What the task asks:
The expected answer is the set of lines in the data below between the line holding "assert!(gate.handle(&mut ctx).is_continue());" and the line holding "with every request.", inclusive, written out exactly.

==*==

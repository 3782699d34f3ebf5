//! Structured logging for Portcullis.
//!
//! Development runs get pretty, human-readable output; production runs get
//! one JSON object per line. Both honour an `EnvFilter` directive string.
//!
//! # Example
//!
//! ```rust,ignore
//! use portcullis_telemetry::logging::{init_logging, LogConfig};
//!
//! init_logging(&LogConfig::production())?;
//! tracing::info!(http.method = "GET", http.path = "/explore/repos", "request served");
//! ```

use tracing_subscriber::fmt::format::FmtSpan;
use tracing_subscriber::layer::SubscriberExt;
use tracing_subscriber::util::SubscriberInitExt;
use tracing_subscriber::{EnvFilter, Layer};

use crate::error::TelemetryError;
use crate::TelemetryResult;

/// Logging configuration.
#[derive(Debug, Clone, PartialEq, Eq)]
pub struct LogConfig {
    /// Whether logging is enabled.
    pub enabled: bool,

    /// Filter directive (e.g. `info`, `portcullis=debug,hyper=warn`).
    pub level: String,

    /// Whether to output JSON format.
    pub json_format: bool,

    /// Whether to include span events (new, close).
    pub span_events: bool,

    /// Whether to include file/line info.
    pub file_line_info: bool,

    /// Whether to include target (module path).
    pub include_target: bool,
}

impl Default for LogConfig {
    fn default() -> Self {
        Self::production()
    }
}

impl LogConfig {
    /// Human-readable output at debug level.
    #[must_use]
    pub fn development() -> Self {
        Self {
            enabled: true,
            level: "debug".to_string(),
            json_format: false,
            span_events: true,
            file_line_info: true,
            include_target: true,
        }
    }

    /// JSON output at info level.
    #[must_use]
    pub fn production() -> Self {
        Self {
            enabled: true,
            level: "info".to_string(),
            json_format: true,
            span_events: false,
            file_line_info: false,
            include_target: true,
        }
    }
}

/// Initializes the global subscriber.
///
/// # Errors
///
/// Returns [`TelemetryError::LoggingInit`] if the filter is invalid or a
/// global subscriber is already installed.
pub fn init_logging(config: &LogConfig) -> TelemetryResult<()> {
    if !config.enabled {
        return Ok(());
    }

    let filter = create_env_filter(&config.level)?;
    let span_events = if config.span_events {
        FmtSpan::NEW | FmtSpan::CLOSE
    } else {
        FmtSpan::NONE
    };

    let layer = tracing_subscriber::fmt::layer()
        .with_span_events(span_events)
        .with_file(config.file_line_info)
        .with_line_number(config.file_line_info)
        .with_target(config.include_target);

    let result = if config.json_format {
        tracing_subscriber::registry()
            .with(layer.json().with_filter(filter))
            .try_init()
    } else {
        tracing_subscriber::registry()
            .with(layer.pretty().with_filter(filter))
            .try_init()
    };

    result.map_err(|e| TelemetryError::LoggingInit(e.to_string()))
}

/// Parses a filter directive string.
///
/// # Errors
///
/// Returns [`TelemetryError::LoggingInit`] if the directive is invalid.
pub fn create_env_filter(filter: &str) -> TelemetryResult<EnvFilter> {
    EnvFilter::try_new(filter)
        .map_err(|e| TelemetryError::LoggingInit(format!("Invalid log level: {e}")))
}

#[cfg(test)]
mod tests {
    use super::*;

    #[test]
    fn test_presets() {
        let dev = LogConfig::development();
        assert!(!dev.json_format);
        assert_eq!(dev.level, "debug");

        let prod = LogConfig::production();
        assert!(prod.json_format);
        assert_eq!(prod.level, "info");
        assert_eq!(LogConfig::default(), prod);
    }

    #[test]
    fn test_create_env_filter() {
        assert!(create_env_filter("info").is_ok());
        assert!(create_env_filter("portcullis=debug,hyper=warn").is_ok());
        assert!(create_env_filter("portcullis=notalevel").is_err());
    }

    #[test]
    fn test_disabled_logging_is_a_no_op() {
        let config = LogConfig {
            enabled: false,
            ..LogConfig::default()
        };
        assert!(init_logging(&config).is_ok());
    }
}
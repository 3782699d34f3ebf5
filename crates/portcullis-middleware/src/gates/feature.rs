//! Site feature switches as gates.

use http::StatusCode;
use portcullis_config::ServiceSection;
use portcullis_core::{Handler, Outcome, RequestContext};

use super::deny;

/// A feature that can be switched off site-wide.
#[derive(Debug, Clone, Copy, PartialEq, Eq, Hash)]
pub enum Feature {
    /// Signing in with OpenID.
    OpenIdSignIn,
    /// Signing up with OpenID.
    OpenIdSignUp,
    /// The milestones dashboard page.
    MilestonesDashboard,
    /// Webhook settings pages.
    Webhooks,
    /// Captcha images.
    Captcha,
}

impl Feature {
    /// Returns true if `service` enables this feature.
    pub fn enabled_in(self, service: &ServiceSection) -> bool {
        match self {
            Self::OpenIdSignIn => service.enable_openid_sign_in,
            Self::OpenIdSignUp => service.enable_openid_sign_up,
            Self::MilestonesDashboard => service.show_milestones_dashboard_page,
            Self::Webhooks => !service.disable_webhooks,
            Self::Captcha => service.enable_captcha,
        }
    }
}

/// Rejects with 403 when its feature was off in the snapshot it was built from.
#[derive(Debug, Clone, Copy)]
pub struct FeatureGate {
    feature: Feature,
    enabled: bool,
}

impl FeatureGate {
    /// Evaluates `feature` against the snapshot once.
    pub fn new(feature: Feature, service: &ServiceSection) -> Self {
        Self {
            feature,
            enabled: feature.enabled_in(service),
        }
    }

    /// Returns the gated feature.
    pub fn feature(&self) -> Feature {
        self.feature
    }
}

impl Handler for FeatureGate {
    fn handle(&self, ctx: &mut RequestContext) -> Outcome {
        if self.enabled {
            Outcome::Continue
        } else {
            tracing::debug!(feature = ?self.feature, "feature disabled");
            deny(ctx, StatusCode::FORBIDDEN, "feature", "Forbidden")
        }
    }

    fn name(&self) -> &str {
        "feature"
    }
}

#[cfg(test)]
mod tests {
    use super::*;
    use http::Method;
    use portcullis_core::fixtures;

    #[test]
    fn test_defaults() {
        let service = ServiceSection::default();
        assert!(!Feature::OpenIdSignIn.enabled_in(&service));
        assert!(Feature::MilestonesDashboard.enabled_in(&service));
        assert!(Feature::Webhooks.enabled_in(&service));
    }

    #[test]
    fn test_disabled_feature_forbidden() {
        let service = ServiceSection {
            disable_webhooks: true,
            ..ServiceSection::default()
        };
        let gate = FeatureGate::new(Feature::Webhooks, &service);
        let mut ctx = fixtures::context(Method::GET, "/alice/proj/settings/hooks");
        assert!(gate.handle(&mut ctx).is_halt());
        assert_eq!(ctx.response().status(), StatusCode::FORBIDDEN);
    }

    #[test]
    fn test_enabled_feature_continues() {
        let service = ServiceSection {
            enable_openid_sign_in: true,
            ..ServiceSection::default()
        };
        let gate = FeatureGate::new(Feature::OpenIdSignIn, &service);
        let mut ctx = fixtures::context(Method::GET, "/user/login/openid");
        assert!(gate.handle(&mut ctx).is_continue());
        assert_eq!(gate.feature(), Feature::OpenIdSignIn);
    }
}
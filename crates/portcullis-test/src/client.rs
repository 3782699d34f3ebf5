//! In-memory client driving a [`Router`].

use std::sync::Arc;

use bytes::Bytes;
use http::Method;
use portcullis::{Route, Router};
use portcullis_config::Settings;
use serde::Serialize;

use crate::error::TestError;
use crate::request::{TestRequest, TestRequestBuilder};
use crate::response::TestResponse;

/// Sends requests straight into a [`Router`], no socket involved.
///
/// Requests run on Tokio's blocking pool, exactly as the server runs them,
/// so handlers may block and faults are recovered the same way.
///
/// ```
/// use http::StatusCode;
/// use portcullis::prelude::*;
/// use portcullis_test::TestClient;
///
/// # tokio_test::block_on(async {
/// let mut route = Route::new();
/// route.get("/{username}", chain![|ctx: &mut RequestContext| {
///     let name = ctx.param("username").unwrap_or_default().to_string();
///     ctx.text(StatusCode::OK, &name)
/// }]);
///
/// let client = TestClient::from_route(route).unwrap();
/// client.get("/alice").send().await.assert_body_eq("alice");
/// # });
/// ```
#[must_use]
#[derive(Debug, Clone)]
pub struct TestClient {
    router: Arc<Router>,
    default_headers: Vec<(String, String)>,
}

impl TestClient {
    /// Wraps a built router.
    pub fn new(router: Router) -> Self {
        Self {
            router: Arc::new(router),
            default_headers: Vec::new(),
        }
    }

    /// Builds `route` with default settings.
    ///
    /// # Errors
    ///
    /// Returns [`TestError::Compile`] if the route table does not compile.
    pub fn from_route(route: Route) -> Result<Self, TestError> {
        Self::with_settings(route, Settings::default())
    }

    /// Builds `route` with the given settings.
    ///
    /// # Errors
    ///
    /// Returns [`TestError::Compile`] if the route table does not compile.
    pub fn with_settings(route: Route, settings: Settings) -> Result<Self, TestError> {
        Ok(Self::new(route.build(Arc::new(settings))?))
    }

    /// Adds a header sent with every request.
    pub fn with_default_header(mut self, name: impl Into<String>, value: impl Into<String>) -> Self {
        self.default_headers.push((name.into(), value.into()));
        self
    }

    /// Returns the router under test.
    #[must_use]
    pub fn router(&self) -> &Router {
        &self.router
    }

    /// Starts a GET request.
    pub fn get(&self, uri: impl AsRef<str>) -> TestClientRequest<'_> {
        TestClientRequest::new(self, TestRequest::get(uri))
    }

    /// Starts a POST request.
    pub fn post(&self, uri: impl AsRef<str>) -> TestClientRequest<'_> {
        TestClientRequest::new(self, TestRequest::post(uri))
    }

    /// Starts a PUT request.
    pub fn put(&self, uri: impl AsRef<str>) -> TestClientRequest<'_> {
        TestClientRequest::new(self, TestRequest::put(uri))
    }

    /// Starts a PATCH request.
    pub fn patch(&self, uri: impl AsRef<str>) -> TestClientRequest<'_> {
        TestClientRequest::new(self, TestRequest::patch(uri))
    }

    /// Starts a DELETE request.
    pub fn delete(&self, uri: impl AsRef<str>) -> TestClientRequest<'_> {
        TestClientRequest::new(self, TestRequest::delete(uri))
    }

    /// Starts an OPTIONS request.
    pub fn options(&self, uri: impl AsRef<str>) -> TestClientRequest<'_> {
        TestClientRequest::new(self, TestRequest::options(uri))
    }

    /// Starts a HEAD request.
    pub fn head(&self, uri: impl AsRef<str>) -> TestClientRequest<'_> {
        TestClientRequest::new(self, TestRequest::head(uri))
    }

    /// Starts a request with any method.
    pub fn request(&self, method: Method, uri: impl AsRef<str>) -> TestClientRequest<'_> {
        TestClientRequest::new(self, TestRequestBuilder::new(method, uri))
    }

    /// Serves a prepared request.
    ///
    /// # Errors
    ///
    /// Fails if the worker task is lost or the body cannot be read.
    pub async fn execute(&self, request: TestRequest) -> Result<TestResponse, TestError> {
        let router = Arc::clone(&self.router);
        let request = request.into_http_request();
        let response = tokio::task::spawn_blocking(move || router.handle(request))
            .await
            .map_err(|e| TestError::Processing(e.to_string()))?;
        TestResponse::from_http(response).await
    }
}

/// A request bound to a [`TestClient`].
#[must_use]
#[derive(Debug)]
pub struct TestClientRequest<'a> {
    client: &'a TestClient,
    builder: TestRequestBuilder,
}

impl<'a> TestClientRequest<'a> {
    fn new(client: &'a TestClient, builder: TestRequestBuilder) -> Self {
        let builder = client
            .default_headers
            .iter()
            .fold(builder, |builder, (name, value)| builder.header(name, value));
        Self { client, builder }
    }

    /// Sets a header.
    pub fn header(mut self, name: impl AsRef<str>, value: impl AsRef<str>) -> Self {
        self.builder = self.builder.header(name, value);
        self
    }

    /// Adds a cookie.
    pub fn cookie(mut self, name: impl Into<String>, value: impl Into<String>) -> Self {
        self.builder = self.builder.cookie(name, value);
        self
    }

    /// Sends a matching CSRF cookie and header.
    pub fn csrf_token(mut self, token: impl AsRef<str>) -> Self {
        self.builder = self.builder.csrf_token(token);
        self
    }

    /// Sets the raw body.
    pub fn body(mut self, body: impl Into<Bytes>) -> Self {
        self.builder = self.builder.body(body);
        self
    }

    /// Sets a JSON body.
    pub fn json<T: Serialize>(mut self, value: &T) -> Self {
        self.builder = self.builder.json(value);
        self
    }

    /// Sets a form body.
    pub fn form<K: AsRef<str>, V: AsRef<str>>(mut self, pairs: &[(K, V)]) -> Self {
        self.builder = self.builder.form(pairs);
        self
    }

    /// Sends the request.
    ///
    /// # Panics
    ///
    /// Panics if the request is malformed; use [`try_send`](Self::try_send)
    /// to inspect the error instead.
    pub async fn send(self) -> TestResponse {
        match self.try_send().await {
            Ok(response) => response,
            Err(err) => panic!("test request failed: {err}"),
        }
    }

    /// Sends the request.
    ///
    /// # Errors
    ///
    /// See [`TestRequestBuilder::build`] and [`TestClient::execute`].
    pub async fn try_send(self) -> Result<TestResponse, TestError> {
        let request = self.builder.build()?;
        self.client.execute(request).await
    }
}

==*==

Final answer:
        assert!(gate.handle(&mut ctx).is_continue());
        assert_eq!(gate.feature(), Feature::OpenIdSignIn);
    }
}
filename crates/portcullis-test/src/client.rs
repository 3782699d34f3ebf5
//! In-memory client driving a [`Router`].

use std::sync::Arc;

use bytes::Bytes;
use http::Method;
use portcullis::{Route, Router};
use portcullis_config::Settings;
use serde::Serialize;

use crate::error::TestError;
use crate::request::{TestRequest, TestRequestBuilder};
use crate::response::TestResponse;

/// Sends requests straight into a [`Router`], no socket involved.
///
/// Requests run on Tokio's blocking pool, exactly as the server runs them,
/// so handlers may block and faults are recovered the same way.
///
/// ```
/// use http::StatusCode;
/// use portcullis::prelude::*;
/// use portcullis_test::TestClient;
///
/// # tokio_test::block_on(async {
/// let mut route = Route::new();
/// route.get("/{username}", chain![|ctx: &mut RequestContext| {
///     let name = ctx.param("username").unwrap_or_default().to_string();
///     ctx.text(StatusCode::OK, &name)
/// }]);
///
/// let client = TestClient::from_route(route).unwrap();
/// client.get("/alice").send().await.assert_body_eq("alice");
/// # });
/// ```
#[must_use]
#[derive(Debug, Clone)]
pub struct TestClient {
    router: Arc<Router>,
    default_headers: Vec<(String, String)>,
}

impl TestClient {
    /// Wraps a built router.
    pub fn new(router: Router) -> Self {
        Self {
            router: Arc::new(router),
            default_headers: Vec::new(),
        }
    }

    /// Builds `route` with default settings.
    ///
    /// # Errors
    ///
    /// Returns [`TestError::Compile`] if the route table does not compile.
    pub fn from_route(route: Route) -> Result<Self, TestError> {
        Self::with_settings(route, Settings::default())
    }

    /// Builds `route` with the given settings.
    ///
    /// # Errors
    ///
    /// Returns [`TestError::Compile`] if the route table does not compile.
    pub fn with_settings(route: Route, settings: Settings) -> Result<Self, TestError> {
        Ok(Self::new(route.build(Arc::new(settings))?))
    }

    /// Adds a header sent with every request.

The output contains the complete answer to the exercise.